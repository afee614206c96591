//! Render URL batching and rate-limit retries

use std::sync::Arc;
use std::time::Duration;

use design_archiver::fetcher::{
    BatchFetcher, BatchOptions, DropReason, ImageApi, RenderParams, RetryErrorType,
};
use design_archiver::shutdown::ShutdownCoordinator;

use crate::support::FakeApi;

fn fast_options() -> BatchOptions {
    BatchOptions {
        base_delay: Duration::from_millis(1),
        max_delay: Duration::from_millis(5),
        ..BatchOptions::default()
    }
}

fn ids(n: usize) -> Vec<String> {
    (0..n).map(|i| format!("{}:{}", i / 7, i)).collect()
}

#[tokio::test]
async fn chunk_dropped_after_exactly_the_retry_budget() {
    let options = fast_options();
    let budget = (options.retry_multiplier as usize) * options.concurrency;
    let api = Arc::new(FakeApi::rate_limited(budget));
    let fetcher = BatchFetcher::new(api.clone(), "token", options);
    assert_eq!(fetcher.max_retries() as usize, budget);

    let outcome = fetcher
        .fetch_renders("DOC", &ids(1), &RenderParams::default())
        .await
        .unwrap();

    assert!(outcome.urls.is_empty());
    assert_eq!(outcome.dropped.len(), 1);
    assert_eq!(
        outcome.dropped[0].reason,
        DropReason::RetriesExhausted {
            attempts: budget as u32,
            cause: RetryErrorType::RateLimit,
        }
    );
    assert_eq!(api.render_calls(), budget);
}

#[tokio::test]
async fn chunk_recovers_one_short_of_the_budget() {
    let options = fast_options();
    let budget = (options.retry_multiplier as usize) * options.concurrency;
    let api = Arc::new(FakeApi::rate_limited(budget - 1));
    let fetcher = BatchFetcher::new(api.clone(), "token", options);

    let outcome = fetcher
        .fetch_renders("DOC", &ids(1), &RenderParams::default())
        .await
        .unwrap();

    assert!(outcome.dropped.is_empty());
    assert_eq!(outcome.urls.len(), 1);
    assert_eq!(api.render_calls(), budget);
}

#[tokio::test]
async fn chunks_respect_url_budget_at_every_size() {
    let api = Arc::new(FakeApi::new());
    let fetcher = BatchFetcher::new(api.clone(), "token", fast_options());
    let params = RenderParams::default();
    let budget = fetcher.options().url_budget;

    for n in [1, 7, 1000, 100_000] {
        let input = ids(n);
        let plan = fetcher.chunk_ids("DOC", &input, &params).unwrap();
        assert!(plan.oversized.is_empty());

        for chunk in &plan.chunks {
            assert!(!chunk.is_empty());
            let url = api.render_url("DOC", chunk, &params).unwrap();
            assert!(
                url.as_str().len() <= budget,
                "{} ids: chunk URL of {} bytes exceeds {budget}",
                n,
                url.as_str().len()
            );
        }

        let flattened: Vec<String> = plan.chunks.into_iter().flatten().collect();
        assert_eq!(flattened, input, "{n} ids must be chunked in order without loss");
    }
}

#[tokio::test]
async fn empty_id_set_issues_no_request() {
    let api = Arc::new(FakeApi::new());
    let fetcher = BatchFetcher::new(api.clone(), "token", fast_options());

    let outcome = fetcher
        .fetch_renders("DOC", &[], &RenderParams::default())
        .await
        .unwrap();

    assert_eq!(outcome, Default::default());
    assert_eq!(api.render_calls(), 0);
}

#[tokio::test]
async fn null_urls_are_reported_as_unrendered() {
    let api = Arc::new(FakeApi::new().with_unrenderable(&["0:2"]));
    let fetcher = BatchFetcher::new(api.clone(), "token", fast_options());

    let outcome = fetcher
        .fetch_renders("DOC", &ids(4), &RenderParams::default())
        .await
        .unwrap();

    assert_eq!(outcome.urls.len(), 3);
    assert_eq!(outcome.unrendered, vec!["0:2".to_string()]);
    assert!(outcome.urls["0:1"].ends_with("/DOC/0:1.png"));
}

#[tokio::test]
async fn fills_are_fetched_in_one_request() {
    let api = Arc::new(FakeApi::new().with_fills(&["aaa", "bbb"]));
    let fetcher = BatchFetcher::new(api.clone(), "token", fast_options());

    let outcome = fetcher.fetch_fills("DOC").await;

    assert_eq!(outcome.urls.len(), 2);
    assert_eq!(api.fill_calls(), 1);
}

#[tokio::test]
async fn shutdown_cancels_pending_chunks() {
    let shutdown = ShutdownCoordinator::shared();
    shutdown.request_shutdown();
    let api = Arc::new(FakeApi::new());
    let fetcher = BatchFetcher::new(api.clone(), "token", fast_options()).with_shutdown(shutdown);

    let outcome = fetcher
        .fetch_renders("DOC", &ids(3), &RenderParams::default())
        .await
        .unwrap();

    assert_eq!(outcome.dropped.len(), 1);
    assert_eq!(outcome.dropped[0].reason, DropReason::Cancelled);
    assert_eq!(api.render_calls(), 0);
}

#[tokio::test]
async fn server_errors_spend_the_budget_and_keep_their_cause() {
    let options = fast_options();
    let budget = (options.retry_multiplier as usize) * options.concurrency;
    let api = Arc::new(FakeApi::server_errors(budget));
    let fetcher = BatchFetcher::new(api.clone(), "token", options);

    let outcome = fetcher
        .fetch_renders("DOC", &ids(3), &RenderParams::default())
        .await
        .unwrap();

    assert_eq!(outcome.dropped.len(), 1);
    assert_eq!(
        outcome.dropped[0].reason,
        DropReason::RetriesExhausted {
            attempts: budget as u32,
            cause: RetryErrorType::ServerError(502),
        }
    );
    assert_eq!(api.render_calls(), budget);
}

#[tokio::test]
async fn server_requested_delay_is_capped() {
    let api = Arc::new(FakeApi::rate_limited(1).with_retry_after(Duration::from_secs(86_400)));
    let fetcher = BatchFetcher::new(api.clone(), "token", fast_options());

    let outcome = tokio::time::timeout(
        Duration::from_secs(5),
        fetcher.fetch_renders("DOC", &ids(1), &RenderParams::default()),
    )
    .await
    .expect("Retry-After was not capped by max_delay")
    .unwrap();

    assert!(outcome.dropped.is_empty());
    assert_eq!(outcome.urls.len(), 1);
    assert_eq!(api.render_calls(), 2);
}
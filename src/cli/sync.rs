//! Sync command implementation

use clap::Args;
use std::sync::Arc;

use super::archive::{output_summary, SourceArgs};
use super::{Cli, CliError};
use crate::archiver::{Archiver, Credentials, RunMode};
use crate::downloader::HttpTransfer;
use crate::fetcher::http::FigmaHttpClient;
use crate::report::FailureLog;
use crate::shutdown::SharedShutdown;

/// Rebuild `meta.json` manifests without contacting the API
#[derive(Args, Debug)]
pub struct SyncArgs {
    /// Document locations
    #[command(flatten)]
    pub source: SourceArgs,
}

impl SyncArgs {
    /// Execute the sync command
    pub async fn execute(&self, cli: &Cli, shutdown: SharedShutdown) -> Result<(), CliError> {
        let mut config = self.source.base_config();
        config.mode = RunMode::SyncOnly;
        config.validate()?;

        let failures = Arc::new(FailureLog::open(&config.error_log)?);
        let archiver = Archiver::new(
            config,
            Credentials::default(),
            Arc::new(FigmaHttpClient::with_default_client()?),
            Arc::new(HttpTransfer::with_default_client()?),
            failures.clone(),
            shutdown,
        );

        let summary = archiver.run().await?;
        output_summary(cli.output_format, &summary, failures.count());
        Ok(())
    }
}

+===+

Task details | Repeat all of the data shown above, exactly as it appears.

Solution for this problem |
repository afee614206c96591
//! Render URL batching and rate-limit retries

use std::sync::Arc;
use std::time::Duration;

use design_archiver::fetcher::{
    BatchFetcher, BatchOptions, DropReason, ImageApi, RenderParams, RetryErrorType,
};
use design_archiver::shutdown::ShutdownCoordinator;

use crate::support::FakeApi;

fn fast_options() -> BatchOptions {
    BatchOptions {
        base_delay: Duration::from_millis(1),
        max_delay: Duration::from_millis(5),
        ..BatchOptions::default()
    }
}

fn ids(n: usize) -> Vec<String> {
    (0..n).map(|i| format!("{}:{}", i / 7, i)).collect()
}

#[tokio::test]
async fn chunk_dropped_after_exactly_the_retry_budget() {
    let options = fast_options();
    let budget = (options.retry_multiplier as usize) * options.concurrency;
    let api = Arc::new(FakeApi::rate_limited(budget));
    let fetcher = BatchFetcher::new(api.clone(), "token", options);
    assert_eq!(fetcher.max_retries() as usize, budget);

    let outcome = fetcher
        .fetch_renders("DOC", &ids(1), &RenderParams::default())
        .await
        .unwrap();

    assert!(outcome.urls.is_empty());
    assert_eq!(outcome.dropped.len(), 1);
    assert_eq!(
        outcome.dropped[0].reason,
        DropReason::RetriesExhausted {
            attempts: budget as u32,
            cause: RetryErrorType::RateLimit,
        }
    );
    assert_eq!(api.render_calls(), budget);
}

#[tokio::test]
async fn chunk_recovers_one_short_of_the_budget() {
    let options = fast_options();
    let budget = (options.retry_multiplier as usize) * options.concurrency;
    let api = Arc::new(FakeApi::rate_limited(budget - 1));
    let fetcher = BatchFetcher::new(api.clone(), "token", options);

    let outcome = fetcher
        .fetch_renders("DOC", &ids(1), &RenderParams::default())
        .await
        .unwrap();

    assert!(outcome.dropped.is_empty());
    assert_eq!(outcome.urls.len(), 1);
    assert_eq!(api.render_calls(), budget);
}

#[tokio::test]
async fn chunks_respect_url_budget_at_every_size() {
    let api = Arc::new(FakeApi::new());
    let fetcher = BatchFetcher::new(api.clone(), "token", fast_options());
    let params = RenderParams::default();
    let budget = fetcher.options().url_budget;

    for n in [1, 7, 1000, 100_000] {
        let input = ids(n);
        let plan = fetcher.chunk_ids("DOC", &input, &params).unwrap();
        assert!(plan.oversized.is_empty());

        for chunk in &plan.chunks {
            assert!(!chunk.is_empty());
            let url = api.render_url("DOC", chunk, &params).unwrap();
            assert!(
                url.as_str().len() <= budget,
                "{} ids: chunk URL of {} bytes exceeds {budget}",
                n,
                url.as_str().len()
            );
        }

        let flattened: Vec<String> = plan.chunks.into_iter().flatten().collect();
        assert_eq!(flattened, input, "{n} ids must be chunked in order without loss");
    }
}

#[tokio::test]
async fn empty_id_set_issues_no_request() {
    let api = Arc::new(FakeApi::new());
    let fetcher = BatchFetcher::new(api.clone(), "token", fast_options());

    let outcome = fetcher
        .fetch_renders("DOC", &[], &RenderParams::default())
        .await
        .unwrap();

    assert_eq!(outcome, Default::default());
    assert_eq!(api.render_calls(), 0);
}

#[tokio::test]
async fn null_urls_are_reported_as_unrendered() {
    let api = Arc::new(FakeApi::new().with_unrenderable(&["0:2"]));
    let fetcher = BatchFetcher::new(api.clone(), "token", fast_options());

    let outcome = fetcher
        .fetch_renders("DOC", &ids(4), &RenderParams::default())
        .await
        .unwrap();

    assert_eq!(outcome.urls.len(), 3);
    assert_eq!(outcome.unrendered, vec!["0:2".to_string()]);
    assert!(outcome.urls["0:1"].ends_with("/DOC/0:1.png"));
}

#[tokio::test]
async fn fills_are_fetched_in_one_request() {
    let api = Arc::new(FakeApi::new().with_fills(&["aaa", "bbb"]));
    let fetcher = BatchFetcher::new(api.clone(), "token", fast_options());

    let outcome = fetcher.fetch_fills("DOC").await;

    assert_eq!(outcome.urls.len(), 2);
    assert_eq!(api.fill_calls(), 1);
}

#[tokio::test]
async fn shutdown_cancels_pending_chunks() {
    let shutdown = ShutdownCoordinator::shared();
    shutdown.request_shutdown();
    let api = Arc::new(FakeApi::new());
    let fetcher = BatchFetcher::new(api.clone(), "token", fast_options()).with_shutdown(shutdown);

    let outcome = fetcher
        .fetch_renders("DOC", &ids(3), &RenderParams::default())
        .await
        .unwrap();

    assert_eq!(outcome.dropped.len(), 1);
    assert_eq!(outcome.dropped[0].reason, DropReason::Cancelled);
    assert_eq!(api.render_calls(), 0);
}

#[tokio::test]
async fn server_errors_spend_the_budget_and_keep_their_cause() {
    let options = fast_options();
    let budget = (options.retry_multiplier as usize) * options.concurrency;
    let api = Arc::new(FakeApi::server_errors(budget));
    let fetcher = BatchFetcher::new(api.clone(), "token", options);

    let outcome = fetcher
        .fetch_renders("DOC", &ids(3), &RenderParams::default())
        .await
        .unwrap();

    assert_eq!(outcome.dropped.len(), 1);
    assert_eq!(
        outcome.dropped[0].reason,
        DropReason::RetriesExhausted {
            attempts: budget as u32,
            cause: RetryErrorType::ServerError(502),
        }
    );
    assert_eq!(api.render_calls(), budget);
}

#[tokio::test]
async fn server_requested_delay_is_capped() {
    let api = Arc::new(FakeApi::rate_limited(1).with_retry_after(Duration::from_secs(86_400)));
    let fetcher = BatchFetcher::new(api.clone(), "token", fast_options());

    let outcome = tokio::time::timeout(
        Duration::from_secs(5),
        fetcher.fetch_renders("DOC", &ids(1), &RenderParams::default()),
    )
    .await
    .expect("Retry-After was not capped by max_delay")
    .unwrap();

    assert!(outcome.dropped.is_empty());
    assert_eq!(outcome.urls.len(), 1);
    assert_eq!(api.render_calls(), 2);
}
filename src/cli/sync.rs
//! Sync command implementation

use clap::Args;
use std::sync::Arc;

use super::archive::{output_summary, SourceArgs};
use super::{Cli, CliError};
use crate::archiver::{Archiver, Credentials, RunMode};
use crate::downloader::HttpTransfer;
use crate::fetcher::http::FigmaHttpClient;
use crate::report::FailureLog;
use crate::shutdown::SharedShutdown;

/// Rebuild `meta.json` manifests without contacting the API
#[derive(Args, Debug)]
pub struct SyncArgs {
    /// Document locations
    #[command(flatten)]
    pub source: SourceArgs,
}

impl SyncArgs {
    /// Execute the sync command
    pub async fn execute(&self, cli: &Cli, shutdown: SharedShutdown) -> Result<(), CliError> {
        let mut config = self.source.base_config();
        config.mode = RunMode::SyncOnly;
        config.validate()?;

        let failures = Arc::new(FailureLog::open(&config.error_log)?);
        let archiver = Archiver::new(
            config,
            Credentials::default(),
            Arc::new(FigmaHttpClient::with_default_client()?),
            Arc::new(HttpTransfer::with_default_client()?),
            failures.clone(),
            shutdown,
        );

        let summary = archiver.run().await?;
        output_summary(cli.output_format, &summary, failures.count());
        Ok(())
    }
}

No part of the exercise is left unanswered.